■ **INSTRUCTIONS FOR THE TASK**:
Wherever "fields" turns up in the entries, copy out the line that holds it.

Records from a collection
========
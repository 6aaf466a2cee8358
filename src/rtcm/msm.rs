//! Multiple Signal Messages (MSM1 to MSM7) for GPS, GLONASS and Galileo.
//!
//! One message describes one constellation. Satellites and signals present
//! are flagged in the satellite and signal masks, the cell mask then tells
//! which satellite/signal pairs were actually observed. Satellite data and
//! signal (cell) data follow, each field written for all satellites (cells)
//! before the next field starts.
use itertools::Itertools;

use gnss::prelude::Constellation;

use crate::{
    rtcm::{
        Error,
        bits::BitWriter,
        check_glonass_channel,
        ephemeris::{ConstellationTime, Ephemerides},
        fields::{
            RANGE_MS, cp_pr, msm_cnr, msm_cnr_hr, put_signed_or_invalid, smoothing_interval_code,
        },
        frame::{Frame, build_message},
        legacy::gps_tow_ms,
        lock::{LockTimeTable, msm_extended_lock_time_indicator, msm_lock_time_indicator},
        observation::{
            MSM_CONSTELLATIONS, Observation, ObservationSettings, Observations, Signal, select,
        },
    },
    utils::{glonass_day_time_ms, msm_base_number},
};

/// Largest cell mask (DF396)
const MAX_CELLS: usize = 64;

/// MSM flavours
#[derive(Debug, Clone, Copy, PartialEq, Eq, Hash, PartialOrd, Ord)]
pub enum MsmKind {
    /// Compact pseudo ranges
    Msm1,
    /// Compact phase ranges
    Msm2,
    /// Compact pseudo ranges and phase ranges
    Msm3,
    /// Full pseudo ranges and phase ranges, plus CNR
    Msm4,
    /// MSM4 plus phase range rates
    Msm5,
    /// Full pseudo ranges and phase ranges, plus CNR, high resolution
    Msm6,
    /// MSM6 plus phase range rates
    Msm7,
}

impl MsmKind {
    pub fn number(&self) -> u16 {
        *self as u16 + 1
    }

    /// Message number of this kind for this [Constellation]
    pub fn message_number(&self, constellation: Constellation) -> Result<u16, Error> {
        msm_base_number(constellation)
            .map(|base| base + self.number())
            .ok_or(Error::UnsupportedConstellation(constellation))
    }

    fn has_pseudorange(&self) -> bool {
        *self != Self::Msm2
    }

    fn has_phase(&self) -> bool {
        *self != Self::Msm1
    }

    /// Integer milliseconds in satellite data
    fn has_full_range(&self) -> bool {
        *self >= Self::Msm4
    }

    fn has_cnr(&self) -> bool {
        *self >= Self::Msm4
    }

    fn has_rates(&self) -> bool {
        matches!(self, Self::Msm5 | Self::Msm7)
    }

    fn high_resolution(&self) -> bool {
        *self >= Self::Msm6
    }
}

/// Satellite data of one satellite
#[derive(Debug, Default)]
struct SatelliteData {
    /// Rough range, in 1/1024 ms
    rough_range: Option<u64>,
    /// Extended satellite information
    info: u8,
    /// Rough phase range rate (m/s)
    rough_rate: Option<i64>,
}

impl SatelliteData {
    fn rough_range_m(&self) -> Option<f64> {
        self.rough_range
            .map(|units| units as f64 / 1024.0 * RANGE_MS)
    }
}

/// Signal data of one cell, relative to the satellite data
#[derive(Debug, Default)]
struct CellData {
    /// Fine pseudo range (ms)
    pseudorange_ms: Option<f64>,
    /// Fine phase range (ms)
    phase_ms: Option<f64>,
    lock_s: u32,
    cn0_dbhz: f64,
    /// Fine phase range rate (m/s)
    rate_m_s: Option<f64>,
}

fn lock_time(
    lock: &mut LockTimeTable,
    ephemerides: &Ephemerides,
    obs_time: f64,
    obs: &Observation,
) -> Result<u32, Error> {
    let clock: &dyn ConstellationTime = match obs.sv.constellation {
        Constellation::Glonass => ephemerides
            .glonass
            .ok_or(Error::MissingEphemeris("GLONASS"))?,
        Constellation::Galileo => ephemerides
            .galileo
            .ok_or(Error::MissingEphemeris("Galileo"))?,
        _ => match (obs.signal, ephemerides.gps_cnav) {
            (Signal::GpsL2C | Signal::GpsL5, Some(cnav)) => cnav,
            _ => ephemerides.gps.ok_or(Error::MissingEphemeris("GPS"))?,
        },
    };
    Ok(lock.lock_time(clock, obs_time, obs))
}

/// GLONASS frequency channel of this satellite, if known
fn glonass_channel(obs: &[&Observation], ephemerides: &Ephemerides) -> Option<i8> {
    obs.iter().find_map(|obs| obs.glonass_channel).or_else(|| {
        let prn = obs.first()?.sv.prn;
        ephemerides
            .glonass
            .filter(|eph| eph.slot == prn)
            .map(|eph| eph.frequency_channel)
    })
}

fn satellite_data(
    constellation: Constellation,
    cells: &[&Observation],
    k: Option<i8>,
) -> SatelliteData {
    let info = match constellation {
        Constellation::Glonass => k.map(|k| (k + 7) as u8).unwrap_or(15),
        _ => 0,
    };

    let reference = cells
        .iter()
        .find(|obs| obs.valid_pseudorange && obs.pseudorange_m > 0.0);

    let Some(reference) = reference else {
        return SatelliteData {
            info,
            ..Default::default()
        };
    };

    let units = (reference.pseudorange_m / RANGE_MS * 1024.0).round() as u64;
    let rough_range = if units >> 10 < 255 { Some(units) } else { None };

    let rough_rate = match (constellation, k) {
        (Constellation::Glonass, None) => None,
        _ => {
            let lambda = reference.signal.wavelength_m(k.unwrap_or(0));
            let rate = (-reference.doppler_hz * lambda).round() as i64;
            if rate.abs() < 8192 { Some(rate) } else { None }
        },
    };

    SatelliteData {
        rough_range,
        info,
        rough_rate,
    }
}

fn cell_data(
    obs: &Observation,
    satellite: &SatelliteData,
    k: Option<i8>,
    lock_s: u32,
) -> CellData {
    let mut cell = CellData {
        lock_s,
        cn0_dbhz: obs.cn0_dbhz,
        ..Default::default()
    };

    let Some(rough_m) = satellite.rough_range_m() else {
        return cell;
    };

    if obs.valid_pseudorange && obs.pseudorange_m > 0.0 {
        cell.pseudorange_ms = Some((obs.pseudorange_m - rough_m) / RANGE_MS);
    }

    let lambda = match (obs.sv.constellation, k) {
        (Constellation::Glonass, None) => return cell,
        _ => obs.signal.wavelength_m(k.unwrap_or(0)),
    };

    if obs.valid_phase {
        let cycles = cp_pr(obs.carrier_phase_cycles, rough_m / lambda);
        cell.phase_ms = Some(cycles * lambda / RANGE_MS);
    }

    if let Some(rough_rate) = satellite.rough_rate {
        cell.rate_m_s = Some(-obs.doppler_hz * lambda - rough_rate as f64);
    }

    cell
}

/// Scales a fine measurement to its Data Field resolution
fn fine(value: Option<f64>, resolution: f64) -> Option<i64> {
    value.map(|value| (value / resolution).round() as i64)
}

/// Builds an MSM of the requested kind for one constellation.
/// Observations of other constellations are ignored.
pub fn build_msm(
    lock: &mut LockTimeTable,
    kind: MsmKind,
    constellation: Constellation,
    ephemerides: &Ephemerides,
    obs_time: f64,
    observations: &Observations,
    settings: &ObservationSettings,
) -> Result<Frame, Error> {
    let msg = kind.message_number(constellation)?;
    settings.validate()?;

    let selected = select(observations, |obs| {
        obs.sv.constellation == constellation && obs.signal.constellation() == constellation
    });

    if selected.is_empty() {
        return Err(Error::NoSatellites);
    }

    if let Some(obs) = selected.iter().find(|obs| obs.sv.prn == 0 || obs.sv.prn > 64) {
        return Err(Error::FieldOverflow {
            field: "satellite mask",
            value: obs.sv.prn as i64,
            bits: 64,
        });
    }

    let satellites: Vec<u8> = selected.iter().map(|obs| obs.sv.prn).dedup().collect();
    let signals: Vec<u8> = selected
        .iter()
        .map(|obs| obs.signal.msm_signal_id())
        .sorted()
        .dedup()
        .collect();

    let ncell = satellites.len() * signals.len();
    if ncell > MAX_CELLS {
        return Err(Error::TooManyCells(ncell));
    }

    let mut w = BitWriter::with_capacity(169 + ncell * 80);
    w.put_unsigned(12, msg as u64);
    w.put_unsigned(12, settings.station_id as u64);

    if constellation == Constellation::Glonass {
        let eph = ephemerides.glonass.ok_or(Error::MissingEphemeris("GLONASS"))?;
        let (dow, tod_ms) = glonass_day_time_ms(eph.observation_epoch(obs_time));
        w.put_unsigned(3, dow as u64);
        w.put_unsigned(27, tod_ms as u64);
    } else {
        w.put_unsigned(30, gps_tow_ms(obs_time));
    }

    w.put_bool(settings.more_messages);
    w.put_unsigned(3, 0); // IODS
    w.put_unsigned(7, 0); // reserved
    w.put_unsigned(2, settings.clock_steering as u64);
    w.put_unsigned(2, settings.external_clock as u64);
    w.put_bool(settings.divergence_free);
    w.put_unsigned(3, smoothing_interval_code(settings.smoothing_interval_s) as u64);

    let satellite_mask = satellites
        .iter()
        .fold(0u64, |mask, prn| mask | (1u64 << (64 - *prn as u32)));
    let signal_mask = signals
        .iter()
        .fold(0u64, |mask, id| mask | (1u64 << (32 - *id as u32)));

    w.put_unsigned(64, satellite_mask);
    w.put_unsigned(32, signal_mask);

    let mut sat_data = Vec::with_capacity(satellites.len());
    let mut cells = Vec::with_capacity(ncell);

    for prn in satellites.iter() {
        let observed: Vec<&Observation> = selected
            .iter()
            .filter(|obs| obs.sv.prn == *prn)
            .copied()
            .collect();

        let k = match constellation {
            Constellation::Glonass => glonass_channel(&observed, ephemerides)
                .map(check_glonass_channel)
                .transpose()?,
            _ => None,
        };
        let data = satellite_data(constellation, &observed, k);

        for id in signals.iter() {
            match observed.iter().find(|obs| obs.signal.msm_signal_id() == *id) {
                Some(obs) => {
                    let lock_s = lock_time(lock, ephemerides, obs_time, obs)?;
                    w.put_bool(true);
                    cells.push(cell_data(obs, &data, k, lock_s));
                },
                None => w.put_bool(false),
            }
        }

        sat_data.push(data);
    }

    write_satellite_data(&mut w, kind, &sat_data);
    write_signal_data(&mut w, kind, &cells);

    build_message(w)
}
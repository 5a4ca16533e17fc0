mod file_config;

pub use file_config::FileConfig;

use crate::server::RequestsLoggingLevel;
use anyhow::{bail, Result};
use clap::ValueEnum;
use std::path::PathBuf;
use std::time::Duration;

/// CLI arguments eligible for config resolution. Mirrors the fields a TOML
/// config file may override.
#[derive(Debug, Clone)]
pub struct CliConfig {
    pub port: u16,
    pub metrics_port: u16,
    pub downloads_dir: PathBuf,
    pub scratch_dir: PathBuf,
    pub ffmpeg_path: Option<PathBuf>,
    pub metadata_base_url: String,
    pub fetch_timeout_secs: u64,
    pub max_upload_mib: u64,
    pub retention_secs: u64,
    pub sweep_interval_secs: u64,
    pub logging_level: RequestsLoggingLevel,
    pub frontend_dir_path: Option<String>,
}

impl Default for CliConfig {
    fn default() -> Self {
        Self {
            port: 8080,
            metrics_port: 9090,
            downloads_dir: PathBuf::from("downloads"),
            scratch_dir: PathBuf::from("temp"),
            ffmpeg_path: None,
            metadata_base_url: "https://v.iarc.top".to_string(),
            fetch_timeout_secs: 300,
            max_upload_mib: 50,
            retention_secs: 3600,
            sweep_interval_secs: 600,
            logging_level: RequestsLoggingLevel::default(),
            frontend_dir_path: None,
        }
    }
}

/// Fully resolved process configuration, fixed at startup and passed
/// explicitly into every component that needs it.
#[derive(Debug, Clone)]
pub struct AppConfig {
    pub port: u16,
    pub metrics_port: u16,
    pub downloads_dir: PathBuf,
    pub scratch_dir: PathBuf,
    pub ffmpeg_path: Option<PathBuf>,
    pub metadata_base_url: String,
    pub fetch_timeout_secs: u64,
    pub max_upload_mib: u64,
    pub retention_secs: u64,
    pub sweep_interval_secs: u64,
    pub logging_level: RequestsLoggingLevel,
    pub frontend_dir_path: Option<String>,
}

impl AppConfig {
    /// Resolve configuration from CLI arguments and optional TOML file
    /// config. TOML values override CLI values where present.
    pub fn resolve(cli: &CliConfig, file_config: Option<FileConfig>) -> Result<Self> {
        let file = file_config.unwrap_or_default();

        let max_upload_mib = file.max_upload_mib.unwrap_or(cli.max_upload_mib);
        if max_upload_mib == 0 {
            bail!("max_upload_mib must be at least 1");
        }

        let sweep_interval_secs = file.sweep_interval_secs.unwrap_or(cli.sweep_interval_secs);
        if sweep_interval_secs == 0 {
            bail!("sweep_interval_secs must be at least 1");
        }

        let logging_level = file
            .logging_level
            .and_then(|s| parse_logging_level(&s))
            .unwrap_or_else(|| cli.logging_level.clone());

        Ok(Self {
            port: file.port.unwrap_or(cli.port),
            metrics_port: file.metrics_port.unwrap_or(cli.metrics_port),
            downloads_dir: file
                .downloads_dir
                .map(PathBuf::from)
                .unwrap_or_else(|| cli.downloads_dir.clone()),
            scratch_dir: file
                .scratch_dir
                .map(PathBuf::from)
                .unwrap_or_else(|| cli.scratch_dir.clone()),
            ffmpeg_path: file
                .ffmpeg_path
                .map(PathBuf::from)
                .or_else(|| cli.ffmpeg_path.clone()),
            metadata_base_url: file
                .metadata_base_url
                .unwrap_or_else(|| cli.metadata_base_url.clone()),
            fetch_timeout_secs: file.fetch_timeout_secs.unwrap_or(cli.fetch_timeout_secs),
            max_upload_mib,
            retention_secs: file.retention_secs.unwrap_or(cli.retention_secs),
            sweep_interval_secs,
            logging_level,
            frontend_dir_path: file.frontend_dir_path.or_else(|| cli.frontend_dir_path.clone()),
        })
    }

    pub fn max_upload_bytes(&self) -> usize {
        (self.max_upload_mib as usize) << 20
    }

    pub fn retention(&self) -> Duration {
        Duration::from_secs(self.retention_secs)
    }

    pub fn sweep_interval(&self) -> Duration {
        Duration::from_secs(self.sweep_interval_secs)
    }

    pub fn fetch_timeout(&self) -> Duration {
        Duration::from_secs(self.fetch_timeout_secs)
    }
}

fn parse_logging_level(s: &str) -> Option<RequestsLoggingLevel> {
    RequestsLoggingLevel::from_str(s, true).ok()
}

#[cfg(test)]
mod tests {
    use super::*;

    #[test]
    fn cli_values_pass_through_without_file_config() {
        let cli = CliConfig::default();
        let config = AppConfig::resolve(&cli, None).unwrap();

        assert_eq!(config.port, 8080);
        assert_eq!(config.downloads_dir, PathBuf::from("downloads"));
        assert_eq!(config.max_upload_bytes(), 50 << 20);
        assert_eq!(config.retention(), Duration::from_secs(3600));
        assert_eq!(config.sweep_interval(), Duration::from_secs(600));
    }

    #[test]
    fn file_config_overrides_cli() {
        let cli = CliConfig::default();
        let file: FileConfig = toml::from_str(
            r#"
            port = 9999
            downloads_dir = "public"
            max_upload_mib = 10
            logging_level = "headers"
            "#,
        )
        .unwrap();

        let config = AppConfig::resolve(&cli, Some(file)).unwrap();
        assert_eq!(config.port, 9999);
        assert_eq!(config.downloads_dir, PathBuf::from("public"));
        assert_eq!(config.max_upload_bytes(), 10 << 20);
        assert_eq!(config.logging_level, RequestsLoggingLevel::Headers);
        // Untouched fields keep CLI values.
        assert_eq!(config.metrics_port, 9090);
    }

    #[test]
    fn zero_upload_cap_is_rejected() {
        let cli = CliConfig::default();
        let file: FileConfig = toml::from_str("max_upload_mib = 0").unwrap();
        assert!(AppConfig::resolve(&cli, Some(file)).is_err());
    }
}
========
■ **EXERCISE RESPONSE**:
        fields::{
/// CLI arguments eligible for config resolution. Mirrors the fields a TOML
        // Untouched fields keep CLI values.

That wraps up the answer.